* _Task details_
The records below are to be reproduced word for word.

Stored records
==*==

//! Declarative access requirements attached to component types.

use serde::{Deserialize, Serialize};

use crate::{Permission, Role};

/// How multiple values inside one permission/role requirement combine.
#[derive(Debug, Clone, Copy, PartialEq, Eq, Hash, Serialize, Deserialize, Default)]
#[serde(rename_all = "snake_case")]
pub enum Logical {
    /// Every listed value must be held.
    #[default]
    And,
    /// At least one listed value must be held.
    Or,
}

/// A single access-control predicate declared on a component type.
///
/// Requirements are immutable values; several requirements on one type (or
/// along its ancestry) combine with logical AND.
#[derive(Debug, Clone, PartialEq, Eq, Hash, Serialize, Deserialize)]
#[serde(tag = "kind", rename_all = "snake_case")]
pub enum Requirement {
    /// Caller must be freshly authenticated (a remembered identity is not enough).
    Authentication,
    /// Caller must be known: authenticated or remembered.
    User,
    /// Caller must not be known at all.
    Guest,
    Permissions {
        permissions: Vec<Permission>,
        #[serde(default)]
        logical: Logical,
    },
    Roles {
        roles: Vec<Role>,
        #[serde(default)]
        logical: Logical,
    },
}

/// Discriminant of a [`Requirement`], carried by denials.
#[derive(Debug, Clone, Copy, PartialEq, Eq, Hash, Serialize, Deserialize)]
#[serde(rename_all = "snake_case")]
pub enum RequirementKind {
    Authentication,
    User,
    Guest,
    Permission,
    Role,
}

impl Requirement {
    pub fn permission(permission: impl Into<std::borrow::Cow<'static, str>>) -> Self {
        Self::Permissions {
            permissions: vec![Permission::new(permission)],
            logical: Logical::And,
        }
    }

    pub fn permissions<I>(permissions: I, logical: Logical) -> Self
    where
        I: IntoIterator<Item = Permission>,
    {
        Self::Permissions {
            permissions: permissions.into_iter().collect(),
            logical,
        }
    }

    pub fn role(role: impl Into<std::borrow::Cow<'static, str>>) -> Self {
        Self::Roles {
            roles: vec![Role::new(role)],
            logical: Logical::And,
        }
    }

    pub fn roles<I>(roles: I, logical: Logical) -> Self
    where
        I: IntoIterator<Item = Role>,
    {
        Self::Roles {
            roles: roles.into_iter().collect(),
            logical,
        }
    }

    pub fn kind(&self) -> RequirementKind {
        match self {
            Requirement::Authentication => RequirementKind::Authentication,
            Requirement::User => RequirementKind::User,
            Requirement::Guest => RequirementKind::Guest,
            Requirement::Permissions { .. } => RequirementKind::Permission,
            Requirement::Roles { .. } => RequirementKind::Role,
        }
    }
}

/// Ordered, de-duplicated union of requirements collected along a type's ancestry.
///
/// Order is first occurrence, most-derived type first. It never changes the
/// AND result, but it decides which denial is reported.
#[derive(Debug, Clone, PartialEq, Eq, Default, Serialize, Deserialize)]
#[serde(from = "Vec<Requirement>", into = "Vec<Requirement>")]
pub struct RequirementSet(Vec<Requirement>);

impl RequirementSet {
    pub const fn new() -> Self {
        Self(Vec::new())
    }

    /// Append `requirement` unless an equal one is already present.
    ///
    /// Returns `true` if it was added.
    pub fn insert(&mut self, requirement: Requirement) -> bool {
        if self.0.contains(&requirement) {
            return false;
        }
        self.0.push(requirement);
        true
    }

    pub fn is_empty(&self) -> bool {
        self.0.is_empty()
    }

    pub fn len(&self) -> usize {
        self.0.len()
    }

    pub fn iter(&self) -> core::slice::Iter<'_, Requirement> {
        self.0.iter()
    }

    pub fn as_slice(&self) -> &[Requirement] {
        &self.0
    }
}

impl Extend<Requirement> for RequirementSet {
    fn extend<T: IntoIterator<Item = Requirement>>(&mut self, iter: T) {
        for requirement in iter {
            self.insert(requirement);
        }
    }
}

impl FromIterator<Requirement> for RequirementSet {
    fn from_iter<T: IntoIterator<Item = Requirement>>(iter: T) -> Self {
        let mut set = Self::new();
        set.extend(iter);
        set
    }
}

impl From<Vec<Requirement>> for RequirementSet {
    fn from(value: Vec<Requirement>) -> Self {
        value.into_iter().collect()
    }
}

impl From<RequirementSet> for Vec<Requirement> {
    fn from(value: RequirementSet) -> Self {
        value.0
    }
}

impl<'a> IntoIterator for &'a RequirementSet {
    type Item = &'a Requirement;
    type IntoIter = core::slice::Iter<'a, Requirement>;

    fn into_iter(self) -> Self::IntoIter {
        self.0.iter()
    }
}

==*==

* _Answer to the problem_
//! Declarative access requirements attached to component types.

use serde::{Deserialize, Serialize};

use crate::{Permission, Role};

/// How multiple values inside one permission/role requirement combine.
#[derive(Debug, Clone, Copy, PartialEq, Eq, Hash, Serialize, Deserialize, Default)]
#[serde(rename_all = "snake_case")]
pub enum Logical {
    /// Every listed value must be held.
    #[default]
    And,
    /// At least one listed value must be held.
    Or,
}

/// A single access-control predicate declared on a component type.
///
/// Requirements are immutable values; several requirements on one type (or
/// along its ancestry) combine with logical AND.
#[derive(Debug, Clone, PartialEq, Eq, Hash, Serialize, Deserialize)]
#[serde(tag = "kind", rename_all = "snake_case")]
pub enum Requirement {
    /// Caller must be freshly authenticated (a remembered identity is not enough).
    Authentication,
    /// Caller must be known: authenticated or remembered.
    User,
    /// Caller must not be known at all.
    Guest,
    Permissions {
        permissions: Vec<Permission>,
        #[serde(default)]
        logical: Logical,
    },
    Roles {
        roles: Vec<Role>,
        #[serde(default)]
        logical: Logical,
    },
}

/// Discriminant of a [`Requirement`], carried by denials.
#[derive(Debug, Clone, Copy, PartialEq, Eq, Hash, Serialize, Deserialize)]
#[serde(rename_all = "snake_case")]
pub enum RequirementKind {
    Authentication,
    User,
    Guest,
    Permission,
    Role,
}

impl Requirement {
    pub fn permission(permission: impl Into<std::borrow::Cow<'static, str>>) -> Self {
        Self::Permissions {
            permissions: vec![Permission::new(permission)],
            logical: Logical::And,
        }
    }

    pub fn permissions<I>(permissions: I, logical: Logical) -> Self
    where
        I: IntoIterator<Item = Permission>,
    {
        Self::Permissions {
            permissions: permissions.into_iter().collect(),
            logical,
        }
    }

    pub fn role(role: impl Into<std::borrow::Cow<'static, str>>) -> Self {
        Self::Roles {
            roles: vec![Role::new(role)],
            logical: Logical::And,
        }
    }

    pub fn roles<I>(roles: I, logical: Logical) -> Self
    where
        I: IntoIterator<Item = Role>,
    {
        Self::Roles {
            roles: roles.into_iter().collect(),
            logical,
        }
    }

    pub fn kind(&self) -> RequirementKind {
        match self {
            Requirement::Authentication => RequirementKind::Authentication,
            Requirement::User => RequirementKind::User,
            Requirement::Guest => RequirementKind::Guest,
            Requirement::Permissions { .. } => RequirementKind::Permission,
            Requirement::Roles { .. } => RequirementKind::Role,
        }
    }
}

/// Ordered, de-duplicated union of requirements collected along a type's ancestry.
///
/// Order is first occurrence, most-derived type first. It never changes the
/// AND result, but it decides which denial is reported.
#[derive(Debug, Clone, PartialEq, Eq, Default, Serialize, Deserialize)]
#[serde(from = "Vec<Requirement>", into = "Vec<Requirement>")]
pub struct RequirementSet(Vec<Requirement>);

impl RequirementSet {
    pub const fn new() -> Self {
        Self(Vec::new())
    }

    /// Append `requirement` unless an equal one is already present.
    ///
    /// Returns `true` if it was added.
    pub fn insert(&mut self, requirement: Requirement) -> bool {
        if self.0.contains(&requirement) {
            return false;
        }
        self.0.push(requirement);
        true
    }

    pub fn is_empty(&self) -> bool {
        self.0.is_empty()
    }

    pub fn len(&self) -> usize {
        self.0.len()
    }

    pub fn iter(&self) -> core::slice::Iter<'_, Requirement> {
        self.0.iter()
    }

    pub fn as_slice(&self) -> &[Requirement] {
        &self.0
    }
}

impl Extend<Requirement> for RequirementSet {
    fn extend<T: IntoIterator<Item = Requirement>>(&mut self, iter: T) {
        for requirement in iter {
            self.insert(requirement);
        }
    }
}

impl FromIterator<Requirement> for RequirementSet {
    fn from_iter<T: IntoIterator<Item = Requirement>>(iter: T) -> Self {
        let mut set = Self::new();
        set.extend(iter);
        set
    }
}

impl From<Vec<Requirement>> for RequirementSet {
    fn from(value: Vec<Requirement>) -> Self {
        value.into_iter().collect()
    }
}

impl From<RequirementSet> for Vec<Requirement> {
    fn from(value: RequirementSet) -> Self {
        value.0
    }
}

impl<'a> IntoIterator for &'a RequirementSet {
    type Item = &'a Requirement;
    type IntoIter = core::slice::Iter<'a, Requirement>;

    fn into_iter(self) -> Self::IntoIter {
        self.0.iter()
    }
}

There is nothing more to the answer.